Record extracts:

--

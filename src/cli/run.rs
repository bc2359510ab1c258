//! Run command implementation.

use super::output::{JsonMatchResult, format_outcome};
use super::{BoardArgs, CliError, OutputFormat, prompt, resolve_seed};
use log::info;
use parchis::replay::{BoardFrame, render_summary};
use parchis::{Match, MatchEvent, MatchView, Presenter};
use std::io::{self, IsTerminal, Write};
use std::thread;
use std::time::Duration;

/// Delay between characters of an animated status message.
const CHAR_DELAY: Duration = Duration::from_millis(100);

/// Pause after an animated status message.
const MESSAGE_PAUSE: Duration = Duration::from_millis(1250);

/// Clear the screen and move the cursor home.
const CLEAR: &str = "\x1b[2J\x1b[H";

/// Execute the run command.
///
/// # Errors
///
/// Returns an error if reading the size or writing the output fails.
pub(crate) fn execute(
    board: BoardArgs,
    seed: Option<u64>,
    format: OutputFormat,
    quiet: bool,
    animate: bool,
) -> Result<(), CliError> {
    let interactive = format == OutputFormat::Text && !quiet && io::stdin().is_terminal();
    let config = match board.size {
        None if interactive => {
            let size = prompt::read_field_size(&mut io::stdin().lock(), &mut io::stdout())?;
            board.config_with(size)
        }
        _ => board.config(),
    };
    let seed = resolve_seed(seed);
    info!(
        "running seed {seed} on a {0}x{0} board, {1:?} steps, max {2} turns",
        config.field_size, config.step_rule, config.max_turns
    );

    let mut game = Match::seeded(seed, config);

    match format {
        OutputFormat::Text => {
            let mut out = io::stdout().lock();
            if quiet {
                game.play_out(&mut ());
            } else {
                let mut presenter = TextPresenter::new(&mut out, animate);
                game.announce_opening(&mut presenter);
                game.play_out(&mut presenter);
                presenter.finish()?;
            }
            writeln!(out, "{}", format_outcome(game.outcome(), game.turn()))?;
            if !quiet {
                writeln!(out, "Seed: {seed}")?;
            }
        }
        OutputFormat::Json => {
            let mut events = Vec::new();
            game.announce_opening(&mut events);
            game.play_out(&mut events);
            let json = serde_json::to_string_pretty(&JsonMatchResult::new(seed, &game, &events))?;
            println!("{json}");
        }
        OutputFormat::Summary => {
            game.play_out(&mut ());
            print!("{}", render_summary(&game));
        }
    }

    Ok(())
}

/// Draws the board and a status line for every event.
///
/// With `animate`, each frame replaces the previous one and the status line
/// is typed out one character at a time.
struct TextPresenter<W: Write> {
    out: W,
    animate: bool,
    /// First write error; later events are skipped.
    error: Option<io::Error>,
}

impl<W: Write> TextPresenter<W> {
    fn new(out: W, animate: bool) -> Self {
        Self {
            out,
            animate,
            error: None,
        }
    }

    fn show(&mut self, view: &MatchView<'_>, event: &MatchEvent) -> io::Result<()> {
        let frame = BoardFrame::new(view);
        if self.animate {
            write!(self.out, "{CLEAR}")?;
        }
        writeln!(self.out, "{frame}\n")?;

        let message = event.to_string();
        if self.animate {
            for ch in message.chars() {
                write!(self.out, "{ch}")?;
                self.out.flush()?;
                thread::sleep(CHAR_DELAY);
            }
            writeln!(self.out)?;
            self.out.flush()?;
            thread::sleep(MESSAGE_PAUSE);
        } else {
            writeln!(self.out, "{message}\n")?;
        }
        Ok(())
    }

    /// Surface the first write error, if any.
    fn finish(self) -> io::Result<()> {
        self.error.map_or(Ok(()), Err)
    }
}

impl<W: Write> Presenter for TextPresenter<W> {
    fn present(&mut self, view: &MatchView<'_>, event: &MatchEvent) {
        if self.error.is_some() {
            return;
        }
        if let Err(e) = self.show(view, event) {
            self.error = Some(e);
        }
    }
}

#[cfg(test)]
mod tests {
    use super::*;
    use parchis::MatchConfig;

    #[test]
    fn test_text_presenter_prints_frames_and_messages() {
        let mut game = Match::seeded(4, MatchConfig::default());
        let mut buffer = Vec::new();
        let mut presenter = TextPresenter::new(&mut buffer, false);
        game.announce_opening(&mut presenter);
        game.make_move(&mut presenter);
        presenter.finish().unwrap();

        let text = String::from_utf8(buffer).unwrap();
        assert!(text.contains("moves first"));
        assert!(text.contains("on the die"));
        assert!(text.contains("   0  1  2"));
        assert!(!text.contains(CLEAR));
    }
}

--

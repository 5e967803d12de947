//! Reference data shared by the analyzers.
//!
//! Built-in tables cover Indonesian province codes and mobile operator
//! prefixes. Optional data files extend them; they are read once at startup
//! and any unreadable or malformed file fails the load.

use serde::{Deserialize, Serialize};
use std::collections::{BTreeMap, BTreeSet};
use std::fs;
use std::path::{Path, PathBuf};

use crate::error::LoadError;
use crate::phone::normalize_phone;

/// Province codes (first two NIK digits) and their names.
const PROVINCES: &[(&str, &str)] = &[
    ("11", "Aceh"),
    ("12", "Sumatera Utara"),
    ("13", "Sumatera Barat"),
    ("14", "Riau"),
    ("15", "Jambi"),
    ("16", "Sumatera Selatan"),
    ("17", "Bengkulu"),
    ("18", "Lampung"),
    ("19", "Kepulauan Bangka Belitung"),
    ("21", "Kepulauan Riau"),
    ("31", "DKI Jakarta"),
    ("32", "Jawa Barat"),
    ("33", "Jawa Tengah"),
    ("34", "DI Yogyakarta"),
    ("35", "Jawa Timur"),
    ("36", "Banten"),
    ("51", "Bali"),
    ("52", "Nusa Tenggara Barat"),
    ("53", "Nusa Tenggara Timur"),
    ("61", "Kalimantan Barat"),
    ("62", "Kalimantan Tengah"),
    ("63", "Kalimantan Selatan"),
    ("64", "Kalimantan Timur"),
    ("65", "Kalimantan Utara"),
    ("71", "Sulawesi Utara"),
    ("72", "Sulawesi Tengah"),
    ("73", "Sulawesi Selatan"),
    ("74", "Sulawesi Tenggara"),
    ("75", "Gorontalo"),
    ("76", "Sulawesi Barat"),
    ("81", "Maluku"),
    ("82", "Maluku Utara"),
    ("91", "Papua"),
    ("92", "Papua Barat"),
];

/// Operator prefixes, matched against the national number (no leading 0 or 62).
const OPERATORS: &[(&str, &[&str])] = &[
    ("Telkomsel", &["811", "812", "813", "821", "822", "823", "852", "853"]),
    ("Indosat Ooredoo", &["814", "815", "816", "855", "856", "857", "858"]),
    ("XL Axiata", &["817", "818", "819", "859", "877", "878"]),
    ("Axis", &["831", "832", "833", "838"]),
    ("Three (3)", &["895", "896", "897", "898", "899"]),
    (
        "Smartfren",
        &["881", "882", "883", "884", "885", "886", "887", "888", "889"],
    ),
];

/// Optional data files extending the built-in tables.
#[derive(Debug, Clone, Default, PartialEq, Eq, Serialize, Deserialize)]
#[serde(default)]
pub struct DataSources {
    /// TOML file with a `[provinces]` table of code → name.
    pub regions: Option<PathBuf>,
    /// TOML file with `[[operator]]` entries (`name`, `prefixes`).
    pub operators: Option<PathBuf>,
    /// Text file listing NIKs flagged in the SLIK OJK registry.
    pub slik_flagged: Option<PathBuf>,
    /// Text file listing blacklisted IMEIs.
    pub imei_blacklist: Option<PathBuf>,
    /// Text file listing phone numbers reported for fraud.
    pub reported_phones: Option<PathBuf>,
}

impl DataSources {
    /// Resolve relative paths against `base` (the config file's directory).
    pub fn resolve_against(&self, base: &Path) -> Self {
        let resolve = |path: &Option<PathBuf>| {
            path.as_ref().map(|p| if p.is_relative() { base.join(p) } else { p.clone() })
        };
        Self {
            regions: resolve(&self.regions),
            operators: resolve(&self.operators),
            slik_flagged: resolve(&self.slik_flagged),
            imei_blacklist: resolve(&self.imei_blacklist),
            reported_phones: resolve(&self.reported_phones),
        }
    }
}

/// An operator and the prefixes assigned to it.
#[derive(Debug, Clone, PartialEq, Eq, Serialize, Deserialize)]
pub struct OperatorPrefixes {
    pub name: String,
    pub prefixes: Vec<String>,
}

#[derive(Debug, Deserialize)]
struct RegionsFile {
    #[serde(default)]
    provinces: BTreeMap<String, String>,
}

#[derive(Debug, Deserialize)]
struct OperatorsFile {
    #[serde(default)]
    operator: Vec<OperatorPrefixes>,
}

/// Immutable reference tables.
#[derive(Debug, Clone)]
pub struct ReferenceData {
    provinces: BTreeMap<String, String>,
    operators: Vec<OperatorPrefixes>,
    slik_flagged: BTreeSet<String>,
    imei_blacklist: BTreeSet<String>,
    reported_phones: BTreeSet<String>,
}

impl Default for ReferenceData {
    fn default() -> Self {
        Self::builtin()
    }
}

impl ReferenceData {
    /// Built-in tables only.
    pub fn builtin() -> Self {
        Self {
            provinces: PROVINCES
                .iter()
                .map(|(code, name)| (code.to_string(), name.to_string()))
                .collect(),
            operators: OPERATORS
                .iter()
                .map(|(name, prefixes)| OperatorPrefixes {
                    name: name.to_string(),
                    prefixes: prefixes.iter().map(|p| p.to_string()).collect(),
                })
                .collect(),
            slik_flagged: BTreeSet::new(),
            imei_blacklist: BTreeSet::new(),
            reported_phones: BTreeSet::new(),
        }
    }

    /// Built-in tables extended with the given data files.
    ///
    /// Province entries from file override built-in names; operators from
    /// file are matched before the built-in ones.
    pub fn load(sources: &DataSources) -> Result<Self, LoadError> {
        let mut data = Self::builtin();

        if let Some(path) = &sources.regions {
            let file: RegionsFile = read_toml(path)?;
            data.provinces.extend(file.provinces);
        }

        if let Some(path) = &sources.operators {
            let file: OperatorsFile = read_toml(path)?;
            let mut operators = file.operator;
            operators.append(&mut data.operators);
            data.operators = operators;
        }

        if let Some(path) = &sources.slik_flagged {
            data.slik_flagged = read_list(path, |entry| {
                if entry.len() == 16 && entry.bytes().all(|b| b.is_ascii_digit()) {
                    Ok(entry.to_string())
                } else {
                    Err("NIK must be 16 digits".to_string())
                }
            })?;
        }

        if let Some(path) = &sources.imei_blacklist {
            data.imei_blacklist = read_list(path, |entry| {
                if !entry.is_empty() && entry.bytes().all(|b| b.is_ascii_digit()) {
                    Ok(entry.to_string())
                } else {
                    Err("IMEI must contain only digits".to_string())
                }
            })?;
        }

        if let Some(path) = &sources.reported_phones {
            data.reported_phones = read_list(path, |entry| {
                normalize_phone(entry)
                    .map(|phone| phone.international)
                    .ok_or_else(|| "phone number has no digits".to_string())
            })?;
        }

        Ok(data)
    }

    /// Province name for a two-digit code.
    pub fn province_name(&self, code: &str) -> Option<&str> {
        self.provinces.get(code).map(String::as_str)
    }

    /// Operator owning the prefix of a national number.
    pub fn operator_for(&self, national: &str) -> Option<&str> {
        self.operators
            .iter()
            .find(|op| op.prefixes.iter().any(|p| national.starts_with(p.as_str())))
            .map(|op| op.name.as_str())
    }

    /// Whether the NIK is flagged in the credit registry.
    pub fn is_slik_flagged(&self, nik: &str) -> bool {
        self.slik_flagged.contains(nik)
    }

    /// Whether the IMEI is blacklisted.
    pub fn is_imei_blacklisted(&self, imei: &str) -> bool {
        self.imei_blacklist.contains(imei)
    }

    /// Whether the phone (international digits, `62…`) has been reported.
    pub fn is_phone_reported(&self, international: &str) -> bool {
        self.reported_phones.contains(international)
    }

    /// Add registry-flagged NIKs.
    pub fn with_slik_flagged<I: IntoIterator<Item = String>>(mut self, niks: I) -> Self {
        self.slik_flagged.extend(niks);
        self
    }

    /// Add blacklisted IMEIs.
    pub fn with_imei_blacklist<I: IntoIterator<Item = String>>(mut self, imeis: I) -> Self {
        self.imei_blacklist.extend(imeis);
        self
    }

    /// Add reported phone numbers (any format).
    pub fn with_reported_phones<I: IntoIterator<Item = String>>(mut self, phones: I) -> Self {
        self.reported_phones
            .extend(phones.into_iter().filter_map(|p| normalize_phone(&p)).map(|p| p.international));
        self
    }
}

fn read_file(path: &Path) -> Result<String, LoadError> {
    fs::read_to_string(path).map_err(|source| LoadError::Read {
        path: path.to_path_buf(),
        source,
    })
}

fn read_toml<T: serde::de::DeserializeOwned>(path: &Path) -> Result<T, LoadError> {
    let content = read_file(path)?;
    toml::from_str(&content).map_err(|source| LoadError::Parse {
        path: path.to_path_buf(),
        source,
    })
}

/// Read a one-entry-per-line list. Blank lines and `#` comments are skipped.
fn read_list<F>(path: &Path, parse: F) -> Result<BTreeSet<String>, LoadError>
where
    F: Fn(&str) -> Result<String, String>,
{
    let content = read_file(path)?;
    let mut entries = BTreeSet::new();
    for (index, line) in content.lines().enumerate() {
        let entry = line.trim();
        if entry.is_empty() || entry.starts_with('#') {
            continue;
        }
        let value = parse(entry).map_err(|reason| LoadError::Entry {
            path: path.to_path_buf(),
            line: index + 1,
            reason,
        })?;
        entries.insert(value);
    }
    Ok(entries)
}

--

Work task: All that is wanted is a faithful reproduction of the line above with "the credit registry.", the line with "has been reported.", and every line in between.

Answer space:
    /// Whether the NIK is flagged in the credit registry.
    pub fn is_slik_flagged(&self, nik: &str) -> bool {
        self.slik_flagged.contains(nik)
    }

    /// Whether the IMEI is blacklisted.
    pub fn is_imei_blacklisted(&self, imei: &str) -> bool {
        self.imei_blacklist.contains(imei)
    }

    /// Whether the phone (international digits, `62…`) has been reported.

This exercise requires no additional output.